Star in the constellation Centaurus

SV Centauri is a variable star in the constellation Centaurus. An eclipsing binary, its visual apparent magnitude has a maximum of 8.71, fading to 9.98 during primary eclipse and 9.42 during secondary eclipse. From its brightness, it's estimated to be around 6000 ly away from Earth. Parallax measurements from Gaia Data Release 2 yield a similar distance of around 2,100 pc. Henrietta Leavitt announced the discovery of this variable star, in 1906, when it was called CPD-59° 3809. It was given its variable star designation, SV Centauri, in 1907.

SV Centauri is a contact binary made of two hot B-type stars with spectral types of B1V and B6.5III and effective temperatures of 23,000 and 14,000 K. The primary component, the brighter star with 11,700 times the solar luminosity, is the less massive one with 7.7 times the solar mass and has a radius of 6.8 times the solar radius. The secondary component has a mass equal to 9.6 solar masses, radius of 7.4 solar radii and a brightness 1,900 times larger than the Sun's. The separation between the center of each star is only 15.3 solar radii. The system is viewed from a high inclination of 81.8°.

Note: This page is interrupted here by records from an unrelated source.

//! Core shared types for beanscope.
//!
//! This crate is intentionally small: it defines configuration unit identity,
//! component definitions, profile conditions, raw declarations, and the
//! collaborator traits the engine consumes. It performs no caching and no
//! cross-unit resolution.

mod declaration;
mod definition;
mod profile;
mod scope;
mod source;
mod unit;

pub use declaration::{
    AliasDeclaration, AutoConfigureMetadata, Condition, DeclaredComponent, DeclaredType, ImportRef,
    ImportTarget, Layer, UnitDeclarations, UnitMarkers,
};
pub use definition::{
    decapitalize, BeanScope, BeanType, ComponentDefinition, DefinitionOrigin,
};
pub use profile::{ActiveProfileSet, ProfileCondition, ProfileExpr, ProfileExpressionError};
pub use scope::{ScopeMembers, SearchScope};
pub use source::{DeclarationReader, ImportResolver, ProfileProvider, ReadError};
pub use unit::{ConfigurationUnit, UnitKind};

pub use smol_str::SmolStr;

/// Profile name that is implicitly active when no profile is active.
pub const DEFAULT_PROFILE: &str = "default";
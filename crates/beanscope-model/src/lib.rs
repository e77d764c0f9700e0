//! Bean model resolution for beanscope.
//!
//! The pipeline runs from one configuration unit to a queryable model:
//!
//! 1. [`LocalModel`]: what a single unit declares, imports unresolved.
//! 2. [`ModelGraph`]: the import closure of a set of seed units.
//! 3. [`Condensation`]: its strongly connected components and the canonical
//!    unit of every root component.
//! 4. [`CombinedModel`]: a merged view with profile filtering, shadowing and
//!    alias resolution.
//!
//! [`ModelEngine`] caches every stage against a
//! [`beanscope_cache::ModificationTracker`] and is the entry point for hosts.

mod autoconfig;
mod combined;
mod engine;
mod graph;
mod local;
mod memory;
mod scc;

pub use autoconfig::AutoConfigSorter;
pub use combined::{CombinedModel, NameLookup};
pub use engine::{EngineStats, ModelEngine};
pub use graph::ModelGraph;
pub use local::{LocalModel, ModelProblem};
pub use memory::MemoryWorkspace;
pub use scc::{strongly_connected_components, Condensation};
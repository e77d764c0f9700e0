use std::collections::{BTreeMap, BTreeSet, HashMap};

use beanscope_core::{
    ActiveProfileSet, ConfigurationUnit, DeclarationReader, ImportRef, ImportResolver,
    ImportTarget, ProfileProvider, ReadError, SearchScope, SmolStr, UnitDeclarations,
};
use parking_lot::{Mutex, RwLock};

/// In-memory implementation of every collaborator trait, for tests and
/// embedding.
///
/// Type imports resolve to the annotated unit with the same handle; resource
/// imports resolve to the XML unit whose handle equals the location with any
/// `classpath:` / `classpath*:` prefix and leading `/` removed.
#[derive(Debug, Default)]
pub struct MemoryWorkspace {
    state: RwLock<WorkspaceState>,
    reads: Mutex<HashMap<ConfigurationUnit, usize>>,
}

#[derive(Debug, Default)]
struct WorkspaceState {
    units: BTreeMap<ConfigurationUnit, UnitDeclarations>,
    unreadable: BTreeMap<ConfigurationUnit, String>,
    classes: BTreeSet<SmolStr>,
    profiles: ActiveProfileSet,
}

impl WorkspaceState {
    fn exists(&self, unit: &ConfigurationUnit) -> bool {
        self.units.contains_key(unit) || self.unreadable.contains_key(unit)
    }
}

impl MemoryWorkspace {
    pub fn new() -> Self {
        Self::default()
    }

    /// Adds or replaces a unit.
    pub fn set_unit(&self, unit: ConfigurationUnit, declarations: UnitDeclarations) {
        let mut state = self.state.write();
        state.unreadable.remove(&unit);
        state.units.insert(unit, declarations);
    }

    pub fn remove_unit(&self, unit: &ConfigurationUnit) {
        let mut state = self.state.write();
        state.units.remove(unit);
        state.unreadable.remove(unit);
    }

    /// Keeps the unit visible to resolution but makes reads fail.
    pub fn set_unreadable(&self, unit: ConfigurationUnit, message: impl Into<String>) {
        let mut state = self.state.write();
        state.units.remove(&unit);
        state.unreadable.insert(unit, message.into());
    }

    /// Registers a library class for class-presence checks.
    pub fn add_class(&self, binary_name: impl Into<SmolStr>) {
        self.state.write().classes.insert(binary_name.into());
    }

    pub fn set_active_profiles<I, S>(&self, profiles: I)
    where
        I: IntoIterator<Item = S>,
        S: Into<SmolStr>,
    {
        self.state.write().profiles = profiles.into_iter().collect();
    }

    /// How many times `unit` was read.
    pub fn reads(&self, unit: &ConfigurationUnit) -> usize {
        self.reads.lock().get(unit).copied().unwrap_or(0)
    }

    pub fn total_reads(&self) -> usize {
        self.reads.lock().values().sum()
    }
}

fn resource_handle(location: &str) -> &str {
    let location = location
        .strip_prefix("classpath*:")
        .or_else(|| location.strip_prefix("classpath:"))
        .unwrap_or(location);
    location.trim_start_matches('/')
}

impl DeclarationReader for MemoryWorkspace {
    fn read_unit(&self, unit: &ConfigurationUnit) -> Result<UnitDeclarations, ReadError> {
        *self.reads.lock().entry(unit.clone()).or_insert(0) += 1;

        let state = self.state.read();
        if let Some(message) = state.unreadable.get(unit) {
            return Err(ReadError::Unreadable {
                unit: unit.clone(),
                message: message.clone(),
            });
        }
        state
            .units
            .get(unit)
            .cloned()
            .ok_or_else(|| ReadError::Missing(unit.clone()))
    }
}

impl ImportResolver for MemoryWorkspace {
    fn resolve(&self, import: &ImportRef, _scope: &SearchScope) -> Vec<ConfigurationUnit> {
        let candidate = match &import.target {
            ImportTarget::Type(name) => ConfigurationUnit::annotated(name.clone()),
            ImportTarget::Resource(location) => ConfigurationUnit::xml(resource_handle(location)),
        };
        if self.state.read().exists(&candidate) {
            vec![candidate]
        } else {
            Vec::new()
        }
    }

    fn candidates(&self, scope: &SearchScope) -> Vec<ConfigurationUnit> {
        let state = self.state.read();
        let mut units: Vec<_> = state
            .units
            .keys()
            .chain(state.unreadable.keys())
            .filter(|unit| scope.contains(unit))
            .cloned()
            .collect();
        units.sort();
        units
    }

    fn has_class(&self, binary_name: &str, _scope: &SearchScope) -> bool {
        let state = self.state.read();
        state.classes.contains(binary_name)
            || state
                .units
                .contains_key(&ConfigurationUnit::annotated(binary_name))
    }
}

impl ProfileProvider for MemoryWorkspace {
    fn active_profiles(&self, _scope: &SearchScope) -> ActiveProfileSet {
        self.state.read().profiles.clone()
    }
}
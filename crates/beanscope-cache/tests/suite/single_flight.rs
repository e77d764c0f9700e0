use std::sync::atomic::{AtomicUsize, Ordering};
use std::sync::{Arc, Barrier};
use std::thread;
use std::time::Duration;

use beanscope_cache::{InvalidationDomain, ModificationTracker, VersionedCache};

#[test]
fn concurrent_callers_share_one_computation() {
    const THREADS: usize = 8;

    let tracker = Arc::new(ModificationTracker::new());
    let cache = Arc::new(VersionedCache::<&'static str, usize>::new("single-flight"));
    let computations = Arc::new(AtomicUsize::new(0));
    let barrier = Arc::new(Barrier::new(THREADS));

    let handles: Vec<_> = (0..THREADS)
        .map(|_| {
            let tracker = Arc::clone(&tracker);
            let cache = Arc::clone(&cache);
            let computations = Arc::clone(&computations);
            let barrier = Arc::clone(&barrier);
            thread::spawn(move || {
                barrier.wait();
                cache.get_or_compute(&"key", &tracker, &[InvalidationDomain::Structural], || {
                    thread::sleep(Duration::from_millis(50));
                    computations.fetch_add(1, Ordering::SeqCst) + 100
                })
            })
        })
        .collect();

    let results: Vec<Arc<usize>> = handles
        .into_iter()
        .map(|handle| handle.join().unwrap())
        .collect();

    assert_eq!(computations.load(Ordering::SeqCst), 1);
    assert!(results.iter().all(|value| Arc::ptr_eq(value, &results[0])));
    assert_eq!(*results[0], 100);

    let stats = cache.stats();
    assert_eq!(stats.computations, 1);
    assert_eq!(stats.hits, (THREADS - 1) as u64);
}

#[test]
fn waiters_retry_after_a_panicking_computation() {
    let tracker = Arc::new(ModificationTracker::new());
    let cache = Arc::new(VersionedCache::<u8, u8>::new("panic"));
    let started = Arc::new(Barrier::new(2));

    let panicking = {
        let tracker = Arc::clone(&tracker);
        let cache = Arc::clone(&cache);
        let started = Arc::clone(&started);
        thread::spawn(move || {
            cache.get_or_compute(&1, &tracker, &[InvalidationDomain::Structural], || {
                started.wait();
                thread::sleep(Duration::from_millis(30));
                panic!("computation failed");
            })
        })
    };

    started.wait();
    let value = cache.get_or_compute(&1, &tracker, &[InvalidationDomain::Structural], || 9);
    assert_eq!(*value, 9);
    assert!(panicking.join().is_err());
}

The orbital period of SV Centauri is monotonically decreasing at a very fast mean rate of 2.1 seconds per year, the largest rate for any known system. The first observations of the system, in 1894, revealed a period of 1.6606 days, which decreased to 1.6581 days in 1993, showing a decrease rate that is variable with time, but with time intervals of 10 to 30 years when it is constant. The transition between such intervals of constant change can be accompanied by very fast decreases in the period, such as of 15 seconds per year in 1975.

The most probable explanation for the period decrease is mass transfer from the less massive to the more massive star and subsequent mass loss through the L_{3} Lagrangian point of the system, which is located on the outer side of the more massive star. The mass loss causes loss of angular momentum, which is compensated by a decrease in the separation between the stars. In this model, the system is losing mass at a rate of about 5 ×10^-5 solar masses per year; the variation of this rate causes the variation in the rate of period decrease. The alternative possibility is mass transfer from the more massive to the less massive star, which naturally tends to decrease the orbital period. This may create an accretion disk around the less massive star, similar to Beta Lyrae.